Alla camera il voto avveniva su due schede(una scheda per il maggioritario e una per il proporzionale), con il meccanismo dello scorporo dei voti, con sbarramento al 4%.
12)-VOTO ITALIANI ALL’ESTERO
Con legge n.1 del 17 gennaio 200 e n.1 del 23 gennaio 2001 viene stabilito il voto degli italiani all’estero (6 seggi per il Senato e 12 seggi per la Camera) senza modificare il totale dei componenti delle due Camere.
13)-PROPORZIONALE CON PREMIO DI MAGGIORANZA
La legge n.270 del 21 dicembre 2005, proporzionale con premio di maggioranza in ambito nazionale (26 Circoscrizioni + la Valle d’Aosta) con possibilità di coalizione e sbarramento del 10% per la coalizione e 2% per le liste in coalizione e del 4% per le liste fuori coalizione.
Il premio di maggioranza per la Camera (su base nazionale) con 340 seggi alla lista vincente e 277 ripartiti fra le altre liste che hanno superato i relativi sbarramenti.
Per il Senato la soglia di coalizione è del 20% mentre fuori della coalizione è dell’8%. L’assegnazione del premio di maggioranza avviene per singole regioni.

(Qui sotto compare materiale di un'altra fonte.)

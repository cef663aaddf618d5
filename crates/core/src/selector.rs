use crate::models::{AnswerMode, GlobalPolicy, QueryContext};
use crate::resolver::Resolution;

/// Mode selection outcome. `reason` is populated only when the mode is a
/// refusal; every other mode stays silent about rule evaluation.
#[derive(Debug, Clone)]
pub struct Selection {
    pub mode: AnswerMode,
    pub reason: Option<String>,
}

/// The answer-mode state machine. Precedence, first match wins:
///
/// 1. exact FAQ match — overrides everything, including incomplete slots
/// 2. explicit model comparison — explanation, outside the slot-gated flow
/// 3. any required slot absent — clarification, no exception
/// 4. high-risk domain with refuse-policy — refusal with mandatory reason
/// 5. slots complete and a product range can be formed — recommendation
/// 6. everything else — explanation
///
/// Total and deterministic: every context maps to exactly one mode.
pub fn select_mode(
    ctx: &QueryContext,
    resolution: Option<&Resolution>,
    domains: &[String],
    policy: &GlobalPolicy,
) -> Selection {
    if ctx.faq_hit.is_some() {
        return Selection {
            mode: AnswerMode::FaqHit,
            reason: None,
        };
    }

    if ctx.model_compare {
        return Selection {
            mode: AnswerMode::Explanation,
            reason: None,
        };
    }

    if !ctx.conditions_complete() {
        return Selection {
            mode: AnswerMode::AskClarifying,
            reason: None,
        };
    }

    for domain in domains {
        if let Some(rule) = policy.domain_policy(domain) {
            if !rule.allow_recommendation && rule.refuse {
                return Selection {
                    mode: AnswerMode::Refusal,
                    reason: Some(format!(
                        "product recommendations are disabled for the {domain} domain"
                    )),
                };
            }
        }
    }

    if can_form_product_range(resolution) {
        return Selection {
            mode: AnswerMode::SuggestRange,
            reason: None,
        };
    }

    Selection {
        mode: AnswerMode::Explanation,
        reason: None,
    }
}

/// A qualifying range exists when at least one permitted document survived
/// resolution outside the FAQ tier.
fn can_form_product_range(resolution: Option<&Resolution>) -> bool {
    match resolution {
        Some(resolution) => !resolution.from_faq_tier && !resolution.permitted.is_empty(),
        None => false,
    }
}

/// Final visibility gate for structured product cards. FAQ answers never show
/// cards, even when the matched entry is itself product-related.
pub fn show_product_card(mode: AnswerMode, conditions_complete: bool) -> bool {
    matches!(mode, AnswerMode::SuggestRange) && conditions_complete
}

#[cfg(test)]
mod tests {
    use super::*;
    use crate::models::{Document, DomainPolicy, SlotValues};
    use std::collections::BTreeMap;

    fn complete_slots() -> SlotValues {
        SlotValues {
            measurement_object: Some("display".to_string()),
            measurement_metric: Some("luminance".to_string()),
            usage_context: Some("production_qc".to_string()),
        }
    }

    fn policy_with_medical(refuse: bool) -> GlobalPolicy {
        let mut high_risk = BTreeMap::new();
        high_risk.insert(
            "medical".to_string(),
            DomainPolicy {
                allow_recommendation: false,
                disclaimer_required: true,
                refuse,
            },
        );
        GlobalPolicy {
            forbid_cross_tier_synthesis: true,
            index_document: "product_index".to_string(),
            high_risk,
        }
    }

    fn product_resolution() -> Resolution {
        Resolution {
            tier: 2,
            permitted: vec![Document::new("product_a", "catalog")],
            suppressed_tiers: Vec::new(),
            tie_broken: false,
            from_faq_tier: false,
        }
    }

    #[test]
    fn faq_hit_overrides_missing_slots() {
        let ctx = QueryContext {
            faq_hit: Some("faq_scope".to_string()),
            ..QueryContext::default()
        };
        let selection = select_mode(&ctx, None, &[], &policy_with_medical(true));
        assert_eq!(selection.mode, AnswerMode::FaqHit);
    }

    #[test]
    fn model_comparison_explains_despite_missing_slots() {
        let ctx = QueryContext {
            model_compare: true,
            ..QueryContext::default()
        };
        let selection = select_mode(
            &ctx,
            Some(&product_resolution()),
            &[],
            &policy_with_medical(true),
        );
        assert_eq!(selection.mode, AnswerMode::Explanation);
    }

    #[test]
    fn missing_slot_forces_clarification() {
        let ctx = QueryContext::default();
        let selection = select_mode(
            &ctx,
            Some(&product_resolution()),
            &[],
            &policy_with_medical(true),
        );
        assert_eq!(selection.mode, AnswerMode::AskClarifying);
        assert!(selection.reason.is_none());
    }

    #[test]
    fn refuse_policy_produces_refusal_with_reason() {
        let ctx = QueryContext {
            slots: complete_slots(),
            ..QueryContext::default()
        };
        let selection = select_mode(
            &ctx,
            Some(&product_resolution()),
            &["medical".to_string()],
            &policy_with_medical(true),
        );
        assert_eq!(selection.mode, AnswerMode::Refusal);
        assert!(selection.reason.is_some());
    }

    #[test]
    fn complete_slots_with_products_suggest_a_range() {
        let ctx = QueryContext {
            slots: complete_slots(),
            ..QueryContext::default()
        };
        let resolution = product_resolution();
        let selection = select_mode(&ctx, Some(&resolution), &[], &policy_with_medical(true));
        assert_eq!(selection.mode, AnswerMode::SuggestRange);
    }

    #[test]
    fn no_documents_means_explanation() {
        let ctx = QueryContext {
            slots: complete_slots(),
            ..QueryContext::default()
        };
        let selection = select_mode(&ctx, None, &[], &policy_with_medical(true));
        assert_eq!(selection.mode, AnswerMode::Explanation);
    }

    #[test]
    fn card_shown_only_for_complete_suggest_range() {
        assert!(show_product_card(AnswerMode::SuggestRange, true));
        assert!(!show_product_card(AnswerMode::SuggestRange, false));
        assert!(!show_product_card(AnswerMode::FaqHit, true));
        assert!(!show_product_card(AnswerMode::AskClarifying, true));
        assert!(!show_product_card(AnswerMode::Refusal, true));
        assert!(!show_product_card(AnswerMode::Explanation, true));
    }
}
use std::sync::atomic::{AtomicU64, Ordering};
use std::sync::Arc;
use std::time::Duration;

use once_cell::sync::OnceCell;
use serde::Serialize;
use tracing_subscriber::EnvFilter;

static TRACING_INIT: OnceCell<()> = OnceCell::new();

/// Counters for the governance pipeline, one instance shared per process.
#[derive(Debug, Default)]
pub struct DecisionMetrics {
    decisions_total: AtomicU64,
    faq_hits_total: AtomicU64,
    clarifications_total: AtomicU64,
    recommendations_total: AtomicU64,
    explanations_total: AtomicU64,
    refusals_total: AtomicU64,
    policy_tensions_total: AtomicU64,
    unresolved_conflicts_total: AtomicU64,
    total_latency_micros: AtomicU64,
}

#[derive(Debug, Clone, Serialize)]
pub struct MetricsSnapshot {
    pub decisions_total: u64,
    pub faq_hits_total: u64,
    pub clarifications_total: u64,
    pub recommendations_total: u64,
    pub explanations_total: u64,
    pub refusals_total: u64,
    pub policy_tensions_total: u64,
    pub unresolved_conflicts_total: u64,
    pub avg_latency_micros: f64,
}

impl DecisionMetrics {
    pub fn shared() -> Arc<Self> {
        Arc::new(Self::default())
    }

    pub fn inc_decision(&self) {
        self.decisions_total.fetch_add(1, Ordering::Relaxed);
    }

    pub fn inc_faq_hit(&self) {
        self.faq_hits_total.fetch_add(1, Ordering::Relaxed);
    }

    pub fn inc_clarification(&self) {
        self.clarifications_total.fetch_add(1, Ordering::Relaxed);
    }

    pub fn inc_recommendation(&self) {
        self.recommendations_total.fetch_add(1, Ordering::Relaxed);
    }

    pub fn inc_explanation(&self) {
        self.explanations_total.fetch_add(1, Ordering::Relaxed);
    }

    pub fn inc_refusal(&self) {
        self.refusals_total.fetch_add(1, Ordering::Relaxed);
    }

    pub fn inc_policy_tension(&self) {
        self.policy_tensions_total.fetch_add(1, Ordering::Relaxed);
    }

    pub fn inc_unresolved_conflict(&self) {
        self.unresolved_conflicts_total.fetch_add(1, Ordering::Relaxed);
    }

    pub fn observe_latency(&self, duration: Duration) {
        self.total_latency_micros
            .fetch_add(duration.as_micros() as u64, Ordering::Relaxed);
    }

    pub fn snapshot(&self) -> MetricsSnapshot {
        let decisions = self.decisions_total.load(Ordering::Relaxed);
        let latency = self.total_latency_micros.load(Ordering::Relaxed);

        MetricsSnapshot {
            decisions_total: decisions,
            faq_hits_total: self.faq_hits_total.load(Ordering::Relaxed),
            clarifications_total: self.clarifications_total.load(Ordering::Relaxed),
            recommendations_total: self.recommendations_total.load(Ordering::Relaxed),
            explanations_total: self.explanations_total.load(Ordering::Relaxed),
            refusals_total: self.refusals_total.load(Ordering::Relaxed),
            policy_tensions_total: self.policy_tensions_total.load(Ordering::Relaxed),
            unresolved_conflicts_total: self.unresolved_conflicts_total.load(Ordering::Relaxed),
            avg_latency_micros: if decisions == 0 {
                0.0
            } else {
                latency as f64 / decisions as f64
            },
        }
    }
}

pub fn init_tracing(service_name: &str) {
    TRACING_INIT.get_or_init(|| {
        let filter = EnvFilter::try_from_default_env().unwrap_or_else(|_| {
            EnvFilter::new(format!("{}=info,lumen_engine=info", service_name))
        });

        tracing_subscriber::fmt()
            .json()
            .with_env_filter(filter)
            .with_current_span(true)
            .with_span_list(true)
            .init();
    });
}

Alla lista vincente va il 55% dei seggi, i rimanenti vengono ripartiti tra le altre liste che superano i relativi sbarramenti,
Le informazioni riportate hanno come scopo principale quello di presentare la gamma di sistemi elettorali adottati nel nostro Paese, per approfondimenti di tipo storico, politico, socio economico sono presenti, in rete, documenti molto più ricchi di contenuti.